Trio in a league of their own
Tribute on canvas to movement founders
From humble beginnings, it became one of the most successful financial institutions in the state.
Yesterday, the founders of the Irish League of Credit Unions (ILCU) were immortalised on canvas.
As part of the celebrations for its 50th anniversary, a painting of the three founders – Sean Forde, Nora Herlihy and Seamus P MacEoin – was unveiled in their memory.
In 1958, the three came together to pool their small financial resources and form the credit union movement to provide financial services for all.
Yesterday, the ILCU unveiled a pictorial history charting every year of its existence.
Unveiling the portrait of the three founders was Nobel Laureate John Hume, a founder member of the first Northern Ireland credit union in Derry.

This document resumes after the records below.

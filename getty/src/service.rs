use log::{error, warn};

use crate::{
    config::GettyConfig,
    date_key::DateKey,
    envelope::Envelope,
    errors::{ErrorKind, RepoError},
    feed::{FeedAggregator, HomeFeed},
    graph::{EdgeIssue, RepairReport, SocialGraph},
    models::{FriendRecord, Post, PostDraft},
    posts::PostRepository,
    store::DocumentStore,
};

/// Entry point for callers: every operation of the repositories, answered with an [`Envelope`].
#[derive(Clone)]
pub struct GettyService<S> {
    posts: PostRepository<S>,
    graph: SocialGraph<S>,
    feed: FeedAggregator<S>,
}

impl<S: DocumentStore> GettyService<S> {
    pub fn new(store: S, config: &GettyConfig) -> Self {
        let posts = PostRepository::from_config(store.clone(), &config.posts);
        let graph = SocialGraph::from_config(store, &config.graph);
        let feed = FeedAggregator::from_config(graph.clone(), posts.clone(), &config.feed);
        Self { posts, graph, feed }
    }

    pub fn from_parts(posts: PostRepository<S>, graph: SocialGraph<S>, feed: FeedAggregator<S>) -> Self {
        Self { posts, graph, feed }
    }

    pub fn posts(&self) -> &PostRepository<S> {
        &self.posts
    }

    pub fn graph(&self) -> &SocialGraph<S> {
        &self.graph
    }

    pub fn feed(&self) -> &FeedAggregator<S> {
        &self.feed
    }

    pub async fn create_post(&self, user_id: &str, date_key: Option<&str>, draft: PostDraft) -> Envelope<Post> {
        let result: Result<Post, RepoError> = async {
            let date_key = date_key.map(str::parse::<DateKey>).transpose()?;
            self.posts.create_or_replace_post(user_id, date_key, draft).await
        }
        .await;
        wrap("createPost", result)
    }

    pub async fn get_post(&self, user_id: &str, post_id: &str) -> Envelope<Option<Post>> {
        wrap("getPost", self.posts.get_post(user_id, post_id).await)
    }

    pub async fn get_all_posts(&self, user_id: &str) -> Envelope<Vec<Post>> {
        wrap("getAllPosts", self.posts.get_all_posts(user_id).await)
    }

    pub async fn post_exists(&self, user_id: &str, post_id: &str) -> Envelope<bool> {
        wrap("postExists", self.posts.post_exists(user_id, post_id).await)
    }

    pub async fn like_post(&self, owner_id: &str, post_id: &str, liker_id: &str) -> Envelope<Post> {
        wrap("likePost", self.posts.set_like(owner_id, post_id, liker_id, true).await)
    }

    pub async fn unlike_post(&self, owner_id: &str, post_id: &str, liker_id: &str) -> Envelope<Post> {
        wrap("unlikePost", self.posts.set_like(owner_id, post_id, liker_id, false).await)
    }

    pub async fn user_likes_post(&self, owner_id: &str, post_id: &str, liker_id: &str) -> Envelope<bool> {
        wrap("userLikesPost", self.posts.user_has_liked(owner_id, post_id, liker_id).await)
    }

    pub async fn add_comment(
        &self,
        owner_id: &str,
        post_id: &str,
        user_id: &str,
        username: &str,
        comment: &str,
    ) -> Envelope<Post> {
        wrap(
            "addComment",
            self.posts.add_comment(owner_id, post_id, user_id, username, comment).await,
        )
    }

    pub async fn home_feed(&self, user_id: &str) -> Envelope<HomeFeed> {
        wrap("getHomefeed", self.feed.get_home_feed(user_id).await)
    }

    pub async fn follow(&self, user_id: &str, target_id: &str) -> Envelope<FriendRecord> {
        wrap("followUser", self.graph.follow(user_id, target_id).await)
    }

    pub async fn unfollow(&self, user_id: &str, target_id: &str) -> Envelope<FriendRecord> {
        wrap("unfollowUser", self.graph.unfollow(user_id, target_id).await)
    }

    pub async fn is_following(&self, user_id: &str, target_id: &str) -> Envelope<bool> {
        wrap("isFollowing", self.graph.is_following(user_id, target_id).await)
    }

    pub async fn friends(&self, user_id: &str) -> Envelope<FriendRecord> {
        wrap("getFriends", self.graph.get_friend_record(user_id).await)
    }

    pub async fn audit(&self, user_id: &str) -> Envelope<Vec<EdgeIssue>> {
        wrap("audit", self.graph.audit(user_id).await)
    }

    pub async fn repair(&self, user_id: &str) -> Envelope<RepairReport> {
        wrap("repair", self.graph.repair(user_id).await)
    }
}

fn wrap<T>(operation: &str, result: Result<T, RepoError>) -> Envelope<T> {
    if let Err(err) = &result {
        match err.kind() {
            ErrorKind::Internal | ErrorKind::PartialConsistency | ErrorKind::Transport => {
                error!("{operation} failed: {err}")
            }
            _ => warn!("{operation} rejected: {err}"),
        }
    }
    result.into()
}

The longest established credit union was based in Donore Avenue, Dublin 8, and opened in April 1958 with the first weekly collection yielding just Ir£7. Now Irish credit unions have €13.4bn of savings and €15.1bn in assets.
Also present yesterday was Nora Herlihy’s niece, RTE broadcaster Marian Finucane.
“Nora was a very determined woman who had already formed the Dublin Central Co-operative Society in 1954 with Sean, Seamus and others,” said Ms Finucane.
Mr Hume said the credit union movement had been “the most successful cooperative movement in the history of Ireland”.
The portrait, by artist Jim Harkin, was unveiled yesterday at the offices of the ILCU in Dublin.
A number of events are planned for the anniversary of the movement including the production of special commemorative stamps and a schools competition for students to promote the credit union in their areas.